Beyond the gluten-free diet: Innovations in celiac disease therapeutics

Table 2 Phase 2 studies exploring gluten tolerance strategies in patients with celiac disease

NCT number (Acronym)	Study title	Study status (Completion date)	Drug	Mechanism	Primary outcome measures	Sponsor	Phases
NCT06001177 (SynCeD)	A study of efficacy, safety, and tolerability of KAN-101 in people with CD	Recruiting (June 2025)	KAN-101 vs placebo	KAN-101 acts by re-educating T cells, or tolerizing them, so they do not respond to gluten antigens	Changes from baseline in Vh:Cd as assessed by esophagogastroduodenoscopy with biopsy after 2-week gluten challenge	Kanyos Bio, Inc., a wholly-owned subsidiary of Anokion SA	Phase 2
NCT05574010 (ACeD-it)	A study of safety, tolerability, pharmacodynamics, and pharmacokinetics of KAN-101 in CD	Recruiting (April 2, 2025)	Part A: Multiple ascending dose of KAN-101. Parts B and C: Participants will be randomized 1:1:1:1 to placebo and 3 treatment groups with KAN-101 doses based on information obtained from part A	KAN-101 acts by re-educating T cells, or tolerizing them, so they do not respond to gluten antigens	Severity of TEAEs assessed by common terminology criteria for adverse events (part A) at 28 days.
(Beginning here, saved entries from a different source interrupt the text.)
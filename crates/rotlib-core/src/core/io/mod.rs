//! Provides input/output functionality for the file formats involved in a library build.
//!
//! Structure input is read from Maestro-style `.mae` files ([`mae`]), rotatable bonds from
//! CSV lists ([`torsions`]) and residue z-matrix templates from the docking engine's template
//! format ([`template`]). The shared reading/writing interface lives in [`traits`].

pub mod mae;
pub mod template;
pub mod torsions;
pub mod traits;
use crate::error::{CliError, Result};
use std::fs::{self, File};
use std::path::Path;
use tracing_subscriber::{filter::LevelFilter, fmt, prelude::*};

/// Console level for a `-v` count; `-q` silences everything.
pub fn level_filter(verbosity: u8, quiet: bool) -> LevelFilter {
    if quiet {
        return LevelFilter::OFF;
    }
    match verbosity {
        0 => LevelFilter::WARN,
        1 => LevelFilter::INFO,
        2 => LevelFilter::DEBUG,
        _ => LevelFilter::TRACE,
    }
}

fn open_log_file(path: &Path) -> Result<File> {
    if let Some(dir) = path.parent().filter(|d| !d.as_os_str().is_empty()) {
        fs::create_dir_all(dir)?;
    }
    Ok(File::create(path)?)
}

/// Installs the global subscriber: compact stderr output at the requested level and,
/// when `log_file` is set, a full-detail file layer that records everything down to DEBUG.
pub fn setup_logging(verbosity: u8, quiet: bool, log_file: Option<&Path>) -> Result<()> {
    let stderr_layer = fmt::layer()
        .with_writer(std::io::stderr)
        .with_ansi(true)
        .with_target(false)
        .compact()
        .with_filter(level_filter(verbosity, quiet));

    let file_layer = log_file
        .map(|path| -> Result<_> {
            let file = open_log_file(path)?;
            Ok(fmt::layer()
                .with_writer(file)
                .with_ansi(false)
                .with_thread_ids(true)
                .with_target(true)
                .with_filter(level_filter(verbosity.max(2), false)))
        })
        .transpose()?;

    tracing_subscriber::registry()
        .with(stderr_layer)
        .with(file_layer)
        .try_init()
        .map_err(|e| CliError::Other(anyhow::anyhow!("Failed to install logger: {}", e)))
}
Efficacy assessed by change in magnitude of IL-2 response pre- and post-germinal center (part B), baseline to day 15	Kanyos Bio, Inc., a wholly owned subsidiary of Anokion SA	Phase 1, Phase 2
NCT03738475	Study of the safety, pharmacodynamic, efficacy, and PK of TAK-101 in subjects with CD	Completed (July 22, 2019)	TAK-101 vs placebo	TAK-101, gliadin encapsulated in nanoparticles to induce gluten-specific tolerance	Change from baseline in interferon gamma spot-forming units based on results of a gliadin-specific enzyme-linked immunospot on day 20	Takeda	Phase 2
NCT04530123	Dose-ranging study of the efficacy and safety of TAK-101 for prevention of gluten-specific T-cell activation in participants with CD on a gluten-free diet	Active, not recruiting (May 29, 2024)	TAK-101 with or without gluten	TAK-101, gliadin encapsulated in nanoparticles to induce gluten-specific tolerance	Change from baseline in interferon gamma spot-forming units based on results of a gliadin-specific enzyme-linked immunospot on day 20	Takeda	Phase 2
NCT05660109	A study to assess the safety of TPM502 in adults with CD	Recruiting (May 30, 2024)	Drug: TPM502. Other: Placebo	TPM502 is a mixture of nanoparticles carrying gluten-specific antigenic peptides to the liver, to induce gluten tolerization	Incidence, severity, causality, and outcomes of TEAEs throughout the study, on average 43 days	Topas Therapeutics GmbH	Phase 2
NCT03644069	A study of the safety, efficacy and tolerability of Nexvax-2 in patients with CD	Unknown (September 2019)	Nexvax2 vs placebo	Nexvax2 is a therapeutic vaccine that desensitizes and induces gluten tolerance	Efficacy of Nexvax2 in reducing CD-associated GI symptoms, measured by the CD patient-reported outcome between baseline and the day of the first masked food challenge containing gluten	ImmusanT, Inc.	Phase 2

CD: Celiac disease; GI: Gastrointestinal; IL: Interleukin; TEAEs: Treatment-emergent adverse events; Vh:Cd: Villous height to crypt depth ratio.